The members of the ICMI Executive Committee wish to express their gratitude to Linmin Ma, director of Wan Yu Street Primary School (Shanghai), as well as to Peiqing Feng, teacher, and to all the pupils involved in this project, for their warm hospitality over a memorable lunch meal in the classroom.
IntroductionMathematics correlates closely with human life. It is suggested that mathematics can and should be learned in connection with the authentic life of the learners or their future life. Mathematics instruction should be based on the introduction of situations containing problems originating from learners' life or real tasks they are likely to face in the future. Learners can thus have opportunities to learn to identify and solve mathematical problems so to adapt to the complex world and experience social responsibility. But the traditional mathematics instruction in China is more or less isolated from learners' life and overemphasise learning mathematical concepts and theorems and exercising repeatedly. So Chinese students are well known for their excellence in standardised test, but also their weakness in analysing and solving authentic problem.
The present case study aims at challenging and innovating traditional mathematics instruction and trying to improve the situation through concerted efforts of researchers and school teachers. Situated instruction is selected as the theoretical support in our case study, because the related instruction theory underlines the importance of learners exploring in problematic situation and thus corresponds to our intention.
The present case study aims at challenging and innovating traditional mathematics instruction and trying to improve the situation through concerted efforts of researchers and school teachers. Situated cognition and learning (cf. McLellan, Ed., 1996; Lave & Wegner, 1991) is selected as the theoretical support for the instructional design in our case study, because the cognitive theory underlines that "knowledge is situated, being in part a product of the activity, context, and culture in which it is developed and used." (Brown, Collins & Duguid, 1989, p. 32)
Theoretical background
1. The principle of instructional designAccording to the theory of situated instruction, students should have the desire to study in an integrated and authentic problem situation; through interaction, to communicate among the members of the community; through initiative learning and productive study, to experience the process of identifying objectives and independent learning. The students learn to adapt to daily life, learn to identify and try to solve authentic problems.
As many research works show us, different authentic learning situations support all kinds of learning activities. The design of a 'situation' aims at promoting the kind of study activity which is emphasised by constructivism. These activities are different from those supported by other kinds of textbook. For example, in mathematics instruction, the regular word problems always have clear objectives and data required for solving the problem. In this kind of problem, the student has nothing to do except simple direct computations. In other words, there are two important principles of design: first, learning activity and instruction should be designed around one authentic 'situation'; and second, learners should have the chance to probe independently.

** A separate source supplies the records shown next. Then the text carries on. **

//! Network address types.

use std::fmt;
use std::str::FromStr;

use serde::{Deserialize, Deserializer, Serialize, Serializer};

use crate::FrameError;

/// Size of a long (IEEE) address in bytes.
pub const ADDR_LONG_SIZE: usize = 8;
/// Size of a short (network) address in bytes.
pub const ADDR_SHORT_SIZE: usize = 2;

/// A 64-bit long address, stored in wire (big-endian) order.
#[derive(Debug, Clone, Copy, Default, PartialEq, Eq, PartialOrd, Ord, Hash)]
pub struct Address64(pub [u8; ADDR_LONG_SIZE]);

impl Address64 {
    /// Broadcast long address.
    pub const BROADCAST: Address64 = Address64([0, 0, 0, 0, 0, 0, 0xFF, 0xFF]);

    /// Create a new address from bytes.
    pub fn new(bytes: [u8; ADDR_LONG_SIZE]) -> Self {
        Address64(bytes)
    }

    /// Create from a slice. Returns None if slice is wrong length.
    pub fn from_slice(slice: &[u8]) -> Option<Self> {
        if slice.len() == ADDR_LONG_SIZE {
            let mut bytes = [0u8; ADDR_LONG_SIZE];
            bytes.copy_from_slice(slice);
            Some(Address64(bytes))
        } else {
            None
        }
    }

    /// Get the underlying bytes.
    pub fn as_bytes(&self) -> &[u8; ADDR_LONG_SIZE] {
        &self.0
    }

    /// Bytes in little-endian (reversed) order, as AlertMe payloads carry them.
    pub fn to_le_bytes(&self) -> [u8; ADDR_LONG_SIZE] {
        let mut bytes = self.0;
        bytes.reverse();
        bytes
    }

    /// Build from little-endian (reversed) bytes.
    pub fn from_le_bytes(mut bytes: [u8; ADDR_LONG_SIZE]) -> Self {
        bytes.reverse();
        Address64(bytes)
    }
}

/// Renders as colon-separated lowercase hex octets, e.g. `00:0d:6f:00:01:72:f7:1b`.
impl fmt::Display for Address64 {
    fn fmt(&self, f: &mut fmt::Formatter<'_>) -> fmt::Result {
        for (i, byte) in self.0.iter().enumerate() {
            if i > 0 {
                f.write_str(":")?;
            }
            write!(f, "{:02x}", byte)?;
        }
        Ok(())
    }
}

impl FromStr for Address64 {
    type Err = FrameError;

    fn from_str(s: &str) -> Result<Self, Self::Err> {
        let s = s.trim();
        let compact: String = s.split(':').collect();
        if compact.len() != ADDR_LONG_SIZE * 2 {
            return Err(FrameError::invalid_address(format!(
                "long address must have 8 octets: '{}'",
                s
            )));
        }
        let bytes = hex::decode(&compact)
            .map_err(|e| FrameError::invalid_address(format!("'{}': {}", s, e)))?;
        Address64::from_slice(&bytes)
            .ok_or_else(|| FrameError::invalid_address(format!("'{}'", s)))
    }
}

impl Serialize for Address64 {
    fn serialize<S>(&self, serializer: S) -> Result<S::Ok, S::Error>
    where
        S: Serializer,
    {
        serializer.serialize_str(&self.to_string())
    }
}

impl<'de> Deserialize<'de> for Address64 {
    fn deserialize<D>(deserializer: D) -> Result<Self, D::Error>
    where
        D: Deserializer<'de>,
    {
        let s = String::deserialize(deserializer)?;
        s.parse().map_err(serde::de::Error::custom)
    }
}

/// A 16-bit short address, stored in wire (big-endian) order.
#[derive(Debug, Clone, Copy, Default, PartialEq, Eq, PartialOrd, Ord, Hash)]
pub struct Address16(pub [u8; ADDR_SHORT_SIZE]);

impl Address16 {
    /// "Unknown" short address used when only the long address is known.
    pub const UNKNOWN: Address16 = Address16([0xFF, 0xFE]);

    /// Create a new address from bytes.
    pub fn new(bytes: [u8; ADDR_SHORT_SIZE]) -> Self {
        Address16(bytes)
    }

    /// Create from a slice. Returns None if slice is wrong length.
    pub fn from_slice(slice: &[u8]) -> Option<Self> {
        if slice.len() == ADDR_SHORT_SIZE {
            Some(Address16([slice[0], slice[1]]))
        } else {
            None
        }
    }

    /// Get the underlying bytes.
    pub fn as_bytes(&self) -> &[u8; ADDR_SHORT_SIZE] {
        &self.0
    }

    /// Bytes in little-endian (reversed) order.
    pub fn to_le_bytes(&self) -> [u8; ADDR_SHORT_SIZE] {
        [self.0[1], self.0[0]]
    }

    /// Build from little-endian (reversed) bytes.
    pub fn from_le_bytes(bytes: [u8; ADDR_SHORT_SIZE]) -> Self {
        Address16([bytes[1], bytes[0]])
    }
}

impl fmt::Display for Address16 {
    fn fmt(&self, f: &mut fmt::Formatter<'_>) -> fmt::Result {
        f.write_str(&hex::encode(self.0))
    }
}

impl FromStr for Address16 {
    type Err = FrameError;

    fn from_str(s: &str) -> Result<Self, Self::Err> {
        let s = s.trim();
        let digits = s.trim_start_matches("0x");
        if digits.len() != ADDR_SHORT_SIZE * 2 {
            return Err(FrameError::invalid_address(format!(
                "short address must have 4 hex digits: '{}'",
                s
            )));
        }
        let bytes = hex::decode(digits)
            .map_err(|e| FrameError::invalid_address(format!("'{}': {}", s, e)))?;
        Address16::from_slice(&bytes)
            .ok_or_else(|| FrameError::invalid_address(format!("'{}'", s)))
    }
}

impl Serialize for Address16 {
    fn serialize<S>(&self, serializer: S) -> Result<S::Ok, S::Error>
    where
        S: Serializer,
    {
        serializer.serialize_str(&self.to_string())
    }
}

impl<'de> Deserialize<'de> for Address16 {
    fn deserialize<D>(deserializer: D) -> Result<Self, D::Error>
    where
        D: Deserializer<'de>,
    {
        let s = String::deserialize(deserializer)?;
        s.parse().map_err(serde::de::Error::custom)
    }
}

Local culture provides learners with familiar and exciting situations to explore actively and independently. Learners are inclined to find various problems and apply what they have learned to solve them or identify what knowledge is lacking. This kind of internal thinking activity acts as an essential element for creative learning. And the assigned task encourages the sense of responsibility.
2. The method of instruction
Based on situated cognition theory and the principles mentioned above, we underlined several points as follows:
What is most challenging in this kind of instruction is the necessary conversion in the role of the teacher, which should change from information provider to "coach" and "learning partner". The teacher must be good at encouraging and supporting students to learn productively. The teacher should not follow strictly prepared instructional plan, and need not be an expert of each problem. The teacher also needs to learn, together with the students.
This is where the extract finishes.